Scan the records for the word "against". Copy each line that includes it.

[RECORDS FOR THIS TASK — start]

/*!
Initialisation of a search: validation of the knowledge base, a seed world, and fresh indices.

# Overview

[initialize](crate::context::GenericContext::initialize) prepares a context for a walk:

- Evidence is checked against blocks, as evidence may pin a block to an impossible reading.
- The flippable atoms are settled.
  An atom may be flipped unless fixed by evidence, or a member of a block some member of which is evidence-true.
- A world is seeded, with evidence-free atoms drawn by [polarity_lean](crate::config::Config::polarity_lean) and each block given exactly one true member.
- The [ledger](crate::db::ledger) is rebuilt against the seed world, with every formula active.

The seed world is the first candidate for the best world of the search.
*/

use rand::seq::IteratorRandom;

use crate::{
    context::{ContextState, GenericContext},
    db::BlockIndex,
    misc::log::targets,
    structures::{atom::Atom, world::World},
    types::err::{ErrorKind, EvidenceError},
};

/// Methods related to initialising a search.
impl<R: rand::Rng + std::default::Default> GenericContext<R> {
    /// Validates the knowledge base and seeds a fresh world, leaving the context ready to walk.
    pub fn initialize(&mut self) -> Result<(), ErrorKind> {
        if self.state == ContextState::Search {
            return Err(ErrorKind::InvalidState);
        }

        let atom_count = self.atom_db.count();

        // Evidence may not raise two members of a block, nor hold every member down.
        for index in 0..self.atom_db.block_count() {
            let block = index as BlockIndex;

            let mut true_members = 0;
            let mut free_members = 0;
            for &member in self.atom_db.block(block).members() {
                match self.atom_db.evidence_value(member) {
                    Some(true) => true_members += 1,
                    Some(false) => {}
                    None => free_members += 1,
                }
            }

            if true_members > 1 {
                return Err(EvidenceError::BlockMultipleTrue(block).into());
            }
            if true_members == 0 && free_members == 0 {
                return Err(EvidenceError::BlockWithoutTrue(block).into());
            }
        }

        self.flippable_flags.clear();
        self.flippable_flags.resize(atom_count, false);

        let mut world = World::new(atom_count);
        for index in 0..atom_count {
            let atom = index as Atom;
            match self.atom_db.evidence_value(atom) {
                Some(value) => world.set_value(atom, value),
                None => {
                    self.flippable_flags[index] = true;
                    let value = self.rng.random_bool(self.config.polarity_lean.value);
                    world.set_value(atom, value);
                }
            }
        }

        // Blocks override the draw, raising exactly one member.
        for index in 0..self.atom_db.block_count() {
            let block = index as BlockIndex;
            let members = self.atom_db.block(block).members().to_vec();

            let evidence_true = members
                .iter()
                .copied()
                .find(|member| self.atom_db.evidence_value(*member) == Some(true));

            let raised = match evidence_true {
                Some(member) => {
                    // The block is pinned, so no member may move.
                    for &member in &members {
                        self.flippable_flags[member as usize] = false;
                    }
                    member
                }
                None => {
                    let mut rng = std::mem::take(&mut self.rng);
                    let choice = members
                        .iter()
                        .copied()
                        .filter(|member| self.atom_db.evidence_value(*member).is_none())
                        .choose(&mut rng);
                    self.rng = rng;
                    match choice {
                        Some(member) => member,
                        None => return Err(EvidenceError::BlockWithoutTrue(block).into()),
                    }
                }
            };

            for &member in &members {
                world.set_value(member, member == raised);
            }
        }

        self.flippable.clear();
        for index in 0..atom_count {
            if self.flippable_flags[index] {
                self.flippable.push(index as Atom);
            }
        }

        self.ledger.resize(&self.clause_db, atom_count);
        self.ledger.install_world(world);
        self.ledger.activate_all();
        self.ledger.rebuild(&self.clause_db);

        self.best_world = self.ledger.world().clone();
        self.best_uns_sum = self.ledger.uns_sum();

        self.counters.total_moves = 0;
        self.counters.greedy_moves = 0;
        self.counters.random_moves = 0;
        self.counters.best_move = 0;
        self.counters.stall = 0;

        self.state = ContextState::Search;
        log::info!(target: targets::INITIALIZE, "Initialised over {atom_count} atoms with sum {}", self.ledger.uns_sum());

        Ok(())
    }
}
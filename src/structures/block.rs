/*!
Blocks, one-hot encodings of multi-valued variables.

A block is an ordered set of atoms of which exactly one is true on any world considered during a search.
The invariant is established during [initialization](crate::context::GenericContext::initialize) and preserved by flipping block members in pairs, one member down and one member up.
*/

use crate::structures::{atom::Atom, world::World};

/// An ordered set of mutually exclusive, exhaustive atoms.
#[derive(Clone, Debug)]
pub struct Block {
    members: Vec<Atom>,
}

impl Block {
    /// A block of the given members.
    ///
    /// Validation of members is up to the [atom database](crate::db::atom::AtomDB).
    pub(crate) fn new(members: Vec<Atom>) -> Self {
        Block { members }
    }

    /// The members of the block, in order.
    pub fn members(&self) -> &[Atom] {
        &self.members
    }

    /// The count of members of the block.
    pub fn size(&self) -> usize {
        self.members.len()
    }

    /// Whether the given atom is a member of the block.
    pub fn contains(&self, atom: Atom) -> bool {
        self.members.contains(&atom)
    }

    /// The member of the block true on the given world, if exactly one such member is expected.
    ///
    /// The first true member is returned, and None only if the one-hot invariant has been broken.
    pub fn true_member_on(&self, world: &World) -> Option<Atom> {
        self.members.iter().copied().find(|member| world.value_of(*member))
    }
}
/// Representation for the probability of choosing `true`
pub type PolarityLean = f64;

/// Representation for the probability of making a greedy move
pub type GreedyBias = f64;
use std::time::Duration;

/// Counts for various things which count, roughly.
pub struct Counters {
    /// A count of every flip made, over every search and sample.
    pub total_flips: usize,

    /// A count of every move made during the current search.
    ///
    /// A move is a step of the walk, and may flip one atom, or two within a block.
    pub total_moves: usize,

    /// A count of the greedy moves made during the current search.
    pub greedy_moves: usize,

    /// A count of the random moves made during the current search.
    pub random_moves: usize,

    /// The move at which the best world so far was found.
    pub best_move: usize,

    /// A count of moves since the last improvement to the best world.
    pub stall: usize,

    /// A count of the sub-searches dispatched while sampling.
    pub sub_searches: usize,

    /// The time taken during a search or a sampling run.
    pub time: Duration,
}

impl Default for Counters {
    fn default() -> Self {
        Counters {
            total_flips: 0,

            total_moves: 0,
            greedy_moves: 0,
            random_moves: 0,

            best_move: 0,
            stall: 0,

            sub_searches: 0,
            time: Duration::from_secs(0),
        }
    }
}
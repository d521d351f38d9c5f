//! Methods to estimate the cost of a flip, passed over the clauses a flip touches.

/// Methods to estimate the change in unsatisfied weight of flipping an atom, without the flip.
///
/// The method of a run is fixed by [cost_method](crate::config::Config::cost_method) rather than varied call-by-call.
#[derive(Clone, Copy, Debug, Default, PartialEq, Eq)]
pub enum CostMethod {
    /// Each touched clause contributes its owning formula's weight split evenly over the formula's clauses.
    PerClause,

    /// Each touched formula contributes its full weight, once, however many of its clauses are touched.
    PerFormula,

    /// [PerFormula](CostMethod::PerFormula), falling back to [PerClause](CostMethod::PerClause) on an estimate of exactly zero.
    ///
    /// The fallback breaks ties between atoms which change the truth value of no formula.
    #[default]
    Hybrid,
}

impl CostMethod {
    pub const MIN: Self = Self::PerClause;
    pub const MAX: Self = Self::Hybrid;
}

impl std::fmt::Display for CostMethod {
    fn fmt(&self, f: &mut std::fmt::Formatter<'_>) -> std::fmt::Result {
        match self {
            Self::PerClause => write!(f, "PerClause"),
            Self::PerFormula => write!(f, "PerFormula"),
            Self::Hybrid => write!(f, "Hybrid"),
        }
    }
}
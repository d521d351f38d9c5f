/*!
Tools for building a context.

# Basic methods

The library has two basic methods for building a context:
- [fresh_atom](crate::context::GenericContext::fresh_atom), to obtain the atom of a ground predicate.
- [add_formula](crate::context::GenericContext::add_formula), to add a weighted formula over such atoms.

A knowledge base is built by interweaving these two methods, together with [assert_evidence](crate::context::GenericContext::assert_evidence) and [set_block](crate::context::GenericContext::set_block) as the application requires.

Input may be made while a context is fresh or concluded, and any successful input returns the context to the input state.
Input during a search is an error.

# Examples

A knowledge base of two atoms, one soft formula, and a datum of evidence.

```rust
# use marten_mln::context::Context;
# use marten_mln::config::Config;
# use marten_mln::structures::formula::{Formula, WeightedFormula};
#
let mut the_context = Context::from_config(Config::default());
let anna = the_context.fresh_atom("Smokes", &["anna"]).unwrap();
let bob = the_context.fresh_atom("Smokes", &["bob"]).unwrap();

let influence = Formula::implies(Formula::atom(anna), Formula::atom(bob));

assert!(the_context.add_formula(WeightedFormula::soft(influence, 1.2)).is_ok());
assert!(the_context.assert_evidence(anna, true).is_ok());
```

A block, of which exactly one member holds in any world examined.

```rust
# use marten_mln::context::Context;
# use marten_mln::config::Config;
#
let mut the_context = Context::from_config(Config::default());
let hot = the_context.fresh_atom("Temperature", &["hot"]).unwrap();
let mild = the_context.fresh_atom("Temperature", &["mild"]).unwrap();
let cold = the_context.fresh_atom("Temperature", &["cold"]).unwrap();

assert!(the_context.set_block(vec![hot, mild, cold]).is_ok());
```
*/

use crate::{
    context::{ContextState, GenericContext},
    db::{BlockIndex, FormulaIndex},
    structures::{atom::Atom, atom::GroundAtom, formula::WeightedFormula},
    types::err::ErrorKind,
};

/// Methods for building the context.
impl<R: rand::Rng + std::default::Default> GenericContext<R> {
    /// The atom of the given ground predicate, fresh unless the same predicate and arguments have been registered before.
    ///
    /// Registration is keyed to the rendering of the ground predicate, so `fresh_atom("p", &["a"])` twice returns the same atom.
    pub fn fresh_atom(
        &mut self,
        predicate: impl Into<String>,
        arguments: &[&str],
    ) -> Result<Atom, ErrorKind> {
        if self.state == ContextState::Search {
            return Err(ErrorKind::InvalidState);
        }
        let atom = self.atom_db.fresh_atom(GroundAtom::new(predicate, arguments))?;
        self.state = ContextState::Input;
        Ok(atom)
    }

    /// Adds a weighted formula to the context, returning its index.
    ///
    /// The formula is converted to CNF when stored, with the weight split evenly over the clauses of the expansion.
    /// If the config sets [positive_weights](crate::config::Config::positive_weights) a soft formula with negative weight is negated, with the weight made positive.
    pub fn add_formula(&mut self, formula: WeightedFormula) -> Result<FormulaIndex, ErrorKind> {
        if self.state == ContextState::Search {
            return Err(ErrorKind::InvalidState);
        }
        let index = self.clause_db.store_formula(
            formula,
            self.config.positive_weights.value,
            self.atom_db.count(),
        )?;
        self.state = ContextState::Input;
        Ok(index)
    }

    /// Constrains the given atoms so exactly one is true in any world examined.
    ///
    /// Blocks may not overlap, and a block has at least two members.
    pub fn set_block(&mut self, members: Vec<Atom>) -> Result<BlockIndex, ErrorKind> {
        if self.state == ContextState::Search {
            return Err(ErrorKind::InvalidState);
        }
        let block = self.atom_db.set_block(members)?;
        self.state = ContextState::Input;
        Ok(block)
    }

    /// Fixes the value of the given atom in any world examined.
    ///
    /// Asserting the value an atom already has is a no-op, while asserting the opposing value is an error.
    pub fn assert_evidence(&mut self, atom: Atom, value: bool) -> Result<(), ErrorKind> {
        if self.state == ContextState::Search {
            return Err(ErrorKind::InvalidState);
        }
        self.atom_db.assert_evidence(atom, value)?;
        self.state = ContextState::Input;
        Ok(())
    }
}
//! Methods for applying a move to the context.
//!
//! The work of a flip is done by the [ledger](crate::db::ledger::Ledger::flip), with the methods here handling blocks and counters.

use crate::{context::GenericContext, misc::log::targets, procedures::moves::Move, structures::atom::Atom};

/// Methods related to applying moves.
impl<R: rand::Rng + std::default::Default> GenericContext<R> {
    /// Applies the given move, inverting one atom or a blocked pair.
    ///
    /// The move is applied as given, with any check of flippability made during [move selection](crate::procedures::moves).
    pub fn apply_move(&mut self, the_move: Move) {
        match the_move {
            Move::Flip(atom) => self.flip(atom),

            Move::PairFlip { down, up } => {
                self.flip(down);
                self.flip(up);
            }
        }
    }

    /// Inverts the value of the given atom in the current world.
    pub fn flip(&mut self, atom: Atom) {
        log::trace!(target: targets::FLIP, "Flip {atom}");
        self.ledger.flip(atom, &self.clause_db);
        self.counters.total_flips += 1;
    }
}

[RECORDS FOR THIS TASK — finish]

**RESPONSE AREA**
- Evidence is checked against blocks, as evidence may pin a block to an impossible reading.
- The [ledger](crate::db::ledger) is rebuilt against the seed world, with every formula active.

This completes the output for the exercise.